Но тревога подобна волне, и она уходит, откатывается назад, ветер отталкивает её всё дальше. И понимаешь, что этот мир слишком велик, настолько велик, что и сам ты в нём давно затерялся. Нет нужды прятаться от кого-то намеренно, мир сам тебя укроет, холмы спрячут твои следы от любого, кто здесь недавно.
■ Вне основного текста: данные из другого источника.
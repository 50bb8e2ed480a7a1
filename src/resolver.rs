//! Master password resolution.
//!
//! A [`PasswordResolver`] tries an ordered list of [`PasswordSource`]s and
//! returns the first password produced. The default order is the OS keychain,
//! then an environment variable, then an interactive prompt. If every source
//! is skipped the resolver fails with [`VaultError::KeyringUnavailable`];
//! there is no unencrypted fallback.

use std::fmt;
use std::io::{self, IsTerminal};

use keyring::Entry;
use tracing::debug;
use zeroize::Zeroizing;

use crate::config::{KeychainTarget, VaultConfig};
use crate::error::{Result, VaultError};

/// A master password, zeroed when dropped.
pub type MasterPassword = Zeroizing<String>;

/// Why a password is being requested.
#[derive(Debug, Clone, Copy, PartialEq, Eq)]
pub enum Purpose {
    /// Opening an existing vault.
    Unlock,
    /// Setting the password of a new vault; prompts ask for confirmation.
    Create,
}

/// One way of obtaining the master password.
pub trait PasswordSource: Send + Sync {
    /// Short name used in logs.
    fn name(&self) -> &str;

    /// Returns `Ok(None)` when this source has nothing to offer, so the next
    /// source is tried. An `Err` aborts resolution.
    fn fetch(&self, purpose: Purpose) -> Result<Option<MasterPassword>>;
}

/// Ordered list of password sources; first success wins.
pub struct PasswordResolver {
    sources: Vec<Box<dyn PasswordSource>>,
}

impl PasswordResolver {
    pub fn new(sources: Vec<Box<dyn PasswordSource>>) -> Self {
        Self { sources }
    }

    /// Keychain, environment variable and prompt, as enabled in `config`.
    pub fn from_config(config: &VaultConfig) -> Self {
        let mut sources: Vec<Box<dyn PasswordSource>> = Vec::new();
        if let Some(target) = &config.keychain {
            sources.push(Box::new(KeychainSource::new(target.clone())));
        }
        sources.push(Box::new(EnvSource::new(&config.password_env)));
        if config.prompt {
            sources.push(Box::new(PromptSource::new()));
        }
        Self::new(sources)
    }

    pub fn resolve(&self, purpose: Purpose) -> Result<MasterPassword> {
        for source in &self.sources {
            match source.fetch(purpose)? {
                Some(password) => {
                    debug!(source = source.name(), "master password resolved");
                    return Ok(password);
                }
                None => debug!(source = source.name(), "password source skipped"),
            }
        }
        Err(VaultError::KeyringUnavailable)
    }
}

impl fmt::Debug for PasswordResolver {
    fn fmt(&self, f: &mut fmt::Formatter<'_>) -> fmt::Result {
        f.debug_list()
            .entries(self.sources.iter().map(|s| s.name()))
            .finish()
    }
}

/// Master password stored in the platform credential manager.
#[derive(Debug, Clone)]
pub struct KeychainSource {
    target: KeychainTarget,
}

impl KeychainSource {
    pub fn new(target: KeychainTarget) -> Self {
        Self { target }
    }

    fn entry(&self) -> keyring::Result<Entry> {
        Entry::new(&self.target.service, &self.target.account)
    }

    /// Saves `password` so later unlocks can resolve it without prompting.
    pub fn store(&self, password: &str) -> Result<()> {
        if password.is_empty() {
            return Err(VaultError::InvalidPassword("password cannot be empty".into()));
        }
        self.entry()
            .and_then(|entry| entry.set_password(password))
            .map_err(|e| VaultError::Keychain(e.to_string()))
    }

    /// Removes the stored password. Returns `false` if there was none.
    pub fn forget(&self) -> Result<bool> {
        match self.entry().and_then(|entry| entry.delete_credential()) {
            Ok(()) => Ok(true),
            Err(keyring::Error::NoEntry) => Ok(false),
            Err(e) => Err(VaultError::Keychain(e.to_string())),
        }
    }
}

impl PasswordSource for KeychainSource {
    fn name(&self) -> &str {
        "keychain"
    }

    fn fetch(&self, _purpose: Purpose) -> Result<Option<MasterPassword>> {
        let password = match self.entry().and_then(|entry| entry.get_password()) {
            Ok(password) => password,
            Err(keyring::Error::NoEntry) => return Ok(None),
            Err(e) => {
                // A missing or locked credential manager is a skipped source.
                debug!(error = %e, "keychain unavailable");
                return Ok(None);
            }
        };
        if password.is_empty() {
            return Ok(None);
        }
        Ok(Some(Zeroizing::new(password)))
    }
}

/// Master password taken from an environment variable.
#[derive(Debug, Clone)]
pub struct EnvSource {
    var: String,
}

impl EnvSource {
    pub fn new(var: impl Into<String>) -> Self {
        Self { var: var.into() }
    }
}

impl PasswordSource for EnvSource {
    fn name(&self) -> &str {
        "environment"
    }

    fn fetch(&self, _purpose: Purpose) -> Result<Option<MasterPassword>> {
        match std::env::var(&self.var) {
            Ok(password) if !password.is_empty() => Ok(Some(Zeroizing::new(password))),
            _ => Ok(None),
        }
    }
}

/// Interactive prompt without echo, only attempted on a terminal.
pub struct PromptSource {
    is_terminal: fn() -> bool,
}

impl PromptSource {
    pub fn new() -> Self {
        Self {
            is_terminal: || io::stdin().is_terminal(),
        }
    }

    /// Replaces the terminal check, e.g. to simulate a headless process.
    pub fn with_terminal_check(is_terminal: fn() -> bool) -> Self {
        Self { is_terminal }
    }
}

impl Default for PromptSource {
    fn default() -> Self {
        Self::new()
    }
}

impl PasswordSource for PromptSource {
    fn name(&self) -> &str {
        "prompt"
    }

    fn fetch(&self, purpose: Purpose) -> Result<Option<MasterPassword>> {
        if !(self.is_terminal)() {
            return Ok(None);
        }

        match purpose {
            Purpose::Unlock => {
                let password = Zeroizing::new(rpassword::prompt_password("Master password: ")?);
                ensure_not_empty(&password)?;
                Ok(Some(password))
            }
            Purpose::Create => {
                let pw1 = Zeroizing::new(rpassword::prompt_password("New master password: ")?);
                let pw2 = Zeroizing::new(rpassword::prompt_password("Confirm master password: ")?);
                ensure_not_empty(&pw1)?;
                if pw1 != pw2 {
                    return Err(VaultError::InvalidPassword("passwords do not match".into()));
                }
                Ok(Some(pw1))
            }
        }
    }
}

/// A password handed in by the host application.
pub struct ProvidedPassword {
    password: MasterPassword,
}

impl ProvidedPassword {
    pub fn new(password: impl Into<String>) -> Self {
        Self {
            password: Zeroizing::new(password.into()),
        }
    }
}

impl PasswordSource for ProvidedPassword {
    fn name(&self) -> &str {
        "provided"
    }

    fn fetch(&self, _purpose: Purpose) -> Result<Option<MasterPassword>> {
        if self.password.is_empty() {
            return Ok(None);
        }
        Ok(Some(self.password.clone()))
    }
}

pub(crate) fn ensure_not_empty(password: &str) -> Result<()> {
    if password.is_empty() {
        return Err(VaultError::InvalidPassword("password cannot be empty".into()));
    }
    Ok(())
}

#[cfg(test)]
mod tests {
    use super::*;
    use serial_test::serial;

    const TEST_VAR: &str = "KEYSAFE_RESOLVER_TEST_PASSWORD";

    struct Fixed(Option<&'static str>);

    impl PasswordSource for Fixed {
        fn name(&self) -> &str {
            "fixed"
        }

        fn fetch(&self, _purpose: Purpose) -> Result<Option<MasterPassword>> {
            Ok(self.0.map(|p| Zeroizing::new(p.to_string())))
        }
    }

    struct Failing;

    impl PasswordSource for Failing {
        fn name(&self) -> &str {
            "failing"
        }

        fn fetch(&self, _purpose: Purpose) -> Result<Option<MasterPassword>> {
            Err(VaultError::InvalidPassword("passwords do not match".into()))
        }
    }

    #[test]
    fn first_success_wins() {
        let resolver = PasswordResolver::new(vec![
            Box::new(Fixed(None)),
            Box::new(Fixed(Some("second"))),
            Box::new(Fixed(Some("third"))),
        ]);
        assert_eq!(resolver.resolve(Purpose::Unlock).unwrap().as_str(), "second");
    }

    #[test]
    fn all_skipped_is_keyring_unavailable() {
        let resolver = PasswordResolver::new(vec![Box::new(Fixed(None)), Box::new(Fixed(None))]);
        assert!(matches!(
            resolver.resolve(Purpose::Unlock),
            Err(VaultError::KeyringUnavailable)
        ));
    }

    #[test]
    fn empty_resolver_is_keyring_unavailable() {
        let resolver = PasswordResolver::new(Vec::new());
        assert!(matches!(
            resolver.resolve(Purpose::Create),
            Err(VaultError::KeyringUnavailable)
        ));
    }

    #[test]
    fn source_error_aborts_resolution() {
        let resolver =
            PasswordResolver::new(vec![Box::new(Failing), Box::new(Fixed(Some("later")))]);
        assert!(matches!(
            resolver.resolve(Purpose::Create),
            Err(VaultError::InvalidPassword(_))
        ));
    }

    #[test]
    #[serial]
    fn env_source_reads_variable() {
        // SAFETY: test-only env mutation, serialized with #[serial].
        unsafe { std::env::set_var(TEST_VAR, "from-env") };
        let result = EnvSource::new(TEST_VAR).fetch(Purpose::Unlock);
        unsafe { std::env::remove_var(TEST_VAR) };

        assert_eq!(result.unwrap().unwrap().as_str(), "from-env");
    }

    #[test]
    #[serial]
    fn env_source_skips_unset_and_empty() {
        unsafe { std::env::remove_var(TEST_VAR) };
        assert!(EnvSource::new(TEST_VAR).fetch(Purpose::Unlock).unwrap().is_none());

        unsafe { std::env::set_var(TEST_VAR, "") };
        let result = EnvSource::new(TEST_VAR).fetch(Purpose::Unlock);
        unsafe { std::env::remove_var(TEST_VAR) };

        assert!(result.unwrap().is_none());
    }

    fn use_mock_keychain() {
        keyring::set_default_credential_builder(keyring::mock::default_credential_builder());
    }

    #[test]
    #[serial]
    fn missing_keychain_entry_falls_through_to_env() {
        use_mock_keychain();
        let keychain = KeychainSource::new(KeychainTarget::default());
        assert!(keychain.fetch(Purpose::Unlock).unwrap().is_none());

        // SAFETY: test-only env mutation, serialized with #[serial].
        unsafe { std::env::set_var(TEST_VAR, "from-env") };
        let resolver =
            PasswordResolver::new(vec![Box::new(keychain), Box::new(EnvSource::new(TEST_VAR))]);
        let result = resolver.resolve(Purpose::Unlock);
        unsafe { std::env::remove_var(TEST_VAR) };

        assert_eq!(result.unwrap().as_str(), "from-env");
    }

    #[test]
    #[serial]
    fn forget_without_entry_reports_nothing_removed() {
        use_mock_keychain();
        let keychain = KeychainSource::new(KeychainTarget::default());
        assert!(!keychain.forget().unwrap());
    }

    #[test]
    fn keychain_store_rejects_empty_password() {
        let keychain = KeychainSource::new(KeychainTarget::default());
        assert!(matches!(
            keychain.store(""),
            Err(VaultError::InvalidPassword(_))
        ));
    }

    #[cfg(target_os = "linux")]
    #[test]
    fn linux_keychain_survives_reboot() {
        use keyring::credential::CredentialPersistence;

        let persistence = keyring::default::default_credential_builder().persistence();
        assert!(
            !matches!(
                persistence,
                CredentialPersistence::UntilReboot | CredentialPersistence::ProcessOnly
            ),
            "stored master password would not persist (UntilReboot or ProcessOnly)"
        );
    }

    #[test]
    fn prompt_is_skipped_without_terminal() {
        let prompt = PromptSource::with_terminal_check(|| false);
        assert!(prompt.fetch(Purpose::Unlock).unwrap().is_none());
        assert!(prompt.fetch(Purpose::Create).unwrap().is_none());
    }

    #[test]
    fn provided_password_is_returned() {
        let source = ProvidedPassword::new("correct-horse");
        assert_eq!(
            source.fetch(Purpose::Unlock).unwrap().unwrap().as_str(),
            "correct-horse"
        );
        assert!(ProvidedPassword::new("").fetch(Purpose::Unlock).unwrap().is_none());
    }

    #[test]
    fn from_config_respects_disabled_sources() {
        let config = VaultConfig::new("/tmp/vault.ksf")
            .without_keychain()
            .without_prompt();
        let resolver = PasswordResolver::from_config(&config);
        assert_eq!(format!("{resolver:?}"), r#"["environment"]"#);

        let full = PasswordResolver::from_config(&VaultConfig::new("/tmp/vault.ksf"));
        assert_eq!(
            format!("{full:?}"),
            r#"["keychain", "environment", "prompt"]"#
        );
    }
}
Так размышляя, я стоял на вершине холма, чутко прислушиваясь к голосам тех, кто и не зная того сейчас расположился на моем излюбленном месте.
Оставив их, я прошёл дальше, выскользнул из дубравы на открытый всем ветрам пятачок, окружённый полынью, и замер, слившись с пространством и ветром, почти растворившись в подступающем закате.
***
Я не стремился найти очередную дверь, напротив, мне сегодня хватило бы и холмов, но, как это бывает порой, дверь открылась сама собой и утащила меня, увлекла, унесла прочь.
И вот я стоял уже не на вершине холма, а на крыше. Город подо мной гудел и бежал, он был суетный и походил на муравейник.